Lucile Holtby Harford ’34

At her Commencement ceremony in 1934, Lucile Holtby Harford ’34 walked up to receive her diploma along with her William Smith classmates. While this may not be remarkable on the surface, a closer look reveals great character and what became a lifelong commitment to her alma mater, her community and those with disabilities.

Throughout her life, Lucile suffered as a result of childhood polio. When she received her diploma from William Smith, it was due to her own determination and the love of a father who, the night before the ceremony, erected a ramp with a railing to make her independence at that triumphant moment possible.

During the years that followed, Lucile worked for the Cornell Agricultural Experiment Station and was active in the Geneva community and her church. Amazingly, in the 1960s – 30 years before the passage of the Americans with Disabilities Act – Lucile convinced the mayor of Geneva to establish a committee for aid to the handicapped. Chaired by Lucile for 16 years, the committee addressed issues of access to churches, schools, restaurants, shops and public buildings for those with disabilities. It was at this time that she married a local businessman, Richard J. Harford.

Later in life, the Harfords moved to Florida and Lucile relished regular visits from members of the HWS and Geneva communities. After Richard’s death, she formed a strong bond with the family of President Mark D. Gearan, and loved telling stories of her days at the Colleges while hearing of news from campus. Lucile, a loyal donor and early member of The Wheeler Society, spoke often of her intention to leave money to the Colleges to assist with issues of disability.

Lucile Holtby Harford, a dedicated and remarkable alumna, passed away on March 29, 2012, less than a year shy of her 100th birthday. Not long ago, during the settlement of Harford’s estate, the Colleges were notified of her bequest. The resulting funds – realized nearly 80 years after her courageous walk up the ramp to receive her William Smith diploma – will provide the resources to support a newly established global disability initiative led by HWS faculty. In addition, her thoughtful planning will assist in providing accessibility features within the new Performing Arts Center.

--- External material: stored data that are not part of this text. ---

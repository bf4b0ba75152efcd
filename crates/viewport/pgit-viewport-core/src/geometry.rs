//! Rectangle-based visibility host.
//!
//! Computes intersections from layout rectangles the host supplies on every
//! scroll/resize, the same way a browser intersection observer does: each
//! target is reported once after observation starts, then again whenever it
//! crosses the configured coverage threshold.

use hashbrown::HashMap;
use serde::{Deserialize, Serialize};

use crate::config::ObserverConfig;
use crate::ids::{IdAllocator, SubscriptionId, TargetId};
use crate::visibility::{VisibilityEvent, VisibilityHost};

/// Axis-aligned rectangle in viewport pixels (y grows downwards).
#[derive(Copy, Clone, Debug, Default, PartialEq, Serialize, Deserialize)]
pub struct Rect {
    pub x: f32,
    pub y: f32,
    pub width: f32,
    pub height: f32,
}

impl Rect {
    pub fn new(x: f32, y: f32, width: f32, height: f32) -> Self {
        Self {
            x,
            y,
            width,
            height,
        }
    }

    #[inline]
    pub fn right(&self) -> f32 {
        self.x + self.width
    }

    #[inline]
    pub fn bottom(&self) -> f32 {
        self.y + self.height
    }

    #[inline]
    pub fn area(&self) -> f32 {
        self.width.max(0.0) * self.height.max(0.0)
    }

    pub fn intersect(&self, other: &Rect) -> Option<Rect> {
        let x = self.x.max(other.x);
        let y = self.y.max(other.y);
        let right = self.right().min(other.right());
        let bottom = self.bottom().min(other.bottom());
        if right > x && bottom > y {
            Some(Rect::new(x, y, right - x, bottom - y))
        } else {
            None
        }
    }

    /// Grow (or shrink, when negative) the bottom edge.
    #[inline]
    fn with_bottom_margin(&self, margin: f32) -> Rect {
        Rect {
            height: (self.height + margin).max(0.0),
            ..*self
        }
    }

    /// Fraction of `self` covered by `root`, in `0..=1`.
    pub fn coverage_in(&self, root: &Rect) -> f32 {
        let area = self.area();
        if area <= 0.0 {
            // Degenerate boxes count as fully covered when their origin is inside.
            let inside = self.x >= root.x
                && self.x <= root.right()
                && self.y >= root.y
                && self.y <= root.bottom();
            return if inside { 1.0 } else { 0.0 };
        }
        self.intersect(root)
            .map(|i| (i.area() / area).clamp(0.0, 1.0))
            .unwrap_or(0.0)
    }
}

#[inline]
fn passes_threshold(ratio: f32, threshold: f32) -> bool {
    if threshold <= 0.0 {
        ratio > 0.0
    } else {
        ratio >= threshold
    }
}

#[derive(Debug)]
struct Observation {
    targets: Vec<TargetId>,
    config: ObserverConfig,
    /// Last reported state; absent until the first report.
    last: HashMap<TargetId, bool>,
}

/// Pure Rust [`VisibilityHost`] fed with layout rectangles.
#[derive(Debug, Default)]
pub struct GeometryObserver {
    ids: IdAllocator,
    observations: Vec<(SubscriptionId, Observation)>,
}

impl GeometryObserver {
    pub fn new() -> Self {
        Self::default()
    }

    /// Number of live subscriptions.
    #[inline]
    pub fn active_subscriptions(&self) -> usize {
        self.observations.len()
    }

    /// Targets currently watched by `subscription`.
    pub fn targets(&self, subscription: SubscriptionId) -> Option<&[TargetId]> {
        self.observations
            .iter()
            .find(|(id, _)| *id == subscription)
            .map(|(_, o)| o.targets.as_slice())
    }

    /// Recompute intersections against `viewport` and return the changes.
    ///
    /// Targets absent from `rects` are treated as not laid out and skipped.
    pub fn update(
        &mut self,
        viewport: Rect,
        rects: &HashMap<TargetId, Rect>,
    ) -> Vec<VisibilityEvent> {
        let mut events = Vec::new();
        for (sub, obs) in &mut self.observations {
            let margin = obs.config.root_margin_bottom.resolve(viewport.height);
            let root = viewport.with_bottom_margin(margin);
            for target in &obs.targets {
                let Some(rect) = rects.get(target) else {
                    continue;
                };
                let ratio = rect.coverage_in(&root);
                let visible = passes_threshold(ratio, obs.config.threshold_fraction);
                if obs.last.insert(*target, visible) == Some(visible) {
                    continue;
                }
                events.push(VisibilityEvent {
                    subscription: *sub,
                    target: *target,
                    intersecting: visible,
                    ratio,
                });
            }
        }
        events
    }
}

impl VisibilityHost for GeometryObserver {
    fn observe(
        &mut self,
        targets: &[TargetId],
        config: &ObserverConfig,
    ) -> Option<SubscriptionId> {
        let id = self.ids.alloc_subscription();
        self.observations.push((
            id,
            Observation {
                targets: targets.to_vec(),
                config: config.clone(),
                last: HashMap::new(),
            },
        ));
        Some(id)
    }

    fn cancel(&mut self, subscription: SubscriptionId) {
        self.observations.retain(|(id, _)| *id != subscription);
    }
}

#[cfg(test)]
mod tests {
    use super::*;
    use crate::config::Length;

    fn viewport() -> Rect {
        Rect::new(0.0, 0.0, 1000.0, 800.0)
    }

    fn cfg(threshold: f32, margin: Length) -> ObserverConfig {
        ObserverConfig {
            threshold_fraction: threshold,
            root_margin_bottom: margin,
        }
    }

    #[test]
    fn coverage_fraction() {
        let root = viewport();
        assert_eq!(Rect::new(0.0, 700.0, 100.0, 200.0).coverage_in(&root), 0.5);
        assert_eq!(Rect::new(0.0, 900.0, 100.0, 200.0).coverage_in(&root), 0.0);
        assert_eq!(Rect::new(10.0, 10.0, 0.0, 0.0).coverage_in(&root), 1.0);
    }

    #[test]
    fn first_update_reports_every_laid_out_target() {
        let mut obs = GeometryObserver::new();
        let sub = obs
            .observe(&[TargetId(0), TargetId(1), TargetId(2)], &cfg(0.5, Length::ZERO))
            .unwrap();
        let mut rects = HashMap::new();
        rects.insert(TargetId(0), Rect::new(0.0, 0.0, 100.0, 100.0));
        rects.insert(TargetId(1), Rect::new(0.0, 2000.0, 100.0, 100.0));

        let events = obs.update(viewport(), &rects);
        assert_eq!(events.len(), 2);
        assert!(events.iter().all(|e| e.subscription == sub));
        assert!(events[0].intersecting);
        assert!(!events[1].intersecting);

        // No geometry change, no events.
        assert!(obs.update(viewport(), &rects).is_empty());
    }

    #[test]
    fn reports_enter_and_exit_crossings() {
        let mut obs = GeometryObserver::new();
        obs.observe(&[TargetId(7)], &cfg(0.5, Length::ZERO)).unwrap();
        let mut rects = HashMap::new();

        rects.insert(TargetId(7), Rect::new(0.0, 760.0, 100.0, 100.0));
        assert!(!obs.update(viewport(), &rects)[0].intersecting);

        rects.insert(TargetId(7), Rect::new(0.0, 700.0, 100.0, 100.0));
        let entered = obs.update(viewport(), &rects);
        assert!(entered[0].intersecting);
        assert_eq!(entered[0].ratio, 1.0);

        // Still above threshold: silent.
        rects.insert(TargetId(7), Rect::new(0.0, 740.0, 100.0, 100.0));
        assert!(obs.update(viewport(), &rects).is_empty());

        rects.insert(TargetId(7), Rect::new(0.0, -80.0, 100.0, 100.0));
        assert!(!obs.update(viewport(), &rects)[0].intersecting);
    }

    #[test]
    fn negative_bottom_margin_shrinks_viewport() {
        let mut plain = GeometryObserver::new();
        let mut inset = GeometryObserver::new();
        plain.observe(&[TargetId(0)], &cfg(0.2, Length::ZERO)).unwrap();
        inset
            .observe(&[TargetId(0)], &cfg(0.2, Length::Percent(-10.0)))
            .unwrap();

        // Top 50px of a 100px card sits in the bottom 80px band of the viewport.
        let mut rects = HashMap::new();
        rects.insert(TargetId(0), Rect::new(0.0, 750.0, 100.0, 100.0));
        assert!(plain.update(viewport(), &rects)[0].intersecting);
        assert!(!inset.update(viewport(), &rects)[0].intersecting);
    }

    #[test]
    fn zero_threshold_means_any_overlap() {
        let mut obs = GeometryObserver::new();
        obs.observe(&[TargetId(0)], &cfg(0.0, Length::ZERO)).unwrap();
        let mut rects = HashMap::new();
        rects.insert(TargetId(0), Rect::new(0.0, 799.0, 100.0, 100.0));
        assert!(obs.update(viewport(), &rects)[0].intersecting);
    }

    #[test]
    fn cancelled_subscription_goes_quiet() {
        let mut obs = GeometryObserver::new();
        let sub = obs.observe(&[TargetId(0)], &cfg(0.5, Length::ZERO)).unwrap();
        obs.cancel(sub);
        obs.cancel(sub);
        assert_eq!(obs.active_subscriptions(), 0);
        let mut rects = HashMap::new();
        rects.insert(TargetId(0), Rect::new(0.0, 0.0, 10.0, 10.0));
        assert!(obs.update(viewport(), &rects).is_empty());
        assert!(obs.targets(sub).is_none());
    }
}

“Lucile, through all of her own hardships, found ways to make life better and brighter for others,” recalls Gearan. “Her bequest is an example of how important planned giving is for the future of Hobart and William Smith, and we honor her life and her commitment to the Geneva and HWS communities.”

At the end of 2014, the Colleges will celebrate the 25th anniversary of The Wheeler Society, a recognition society for those whose planned gifts reaffirm their dedication to Hobart and William Smith Colleges. To learn more about planned giving and membership in The Wheeler Society, contact Leila Rice, associate vice president for advancement, at (315) 781-3545 or rice@hws.edu.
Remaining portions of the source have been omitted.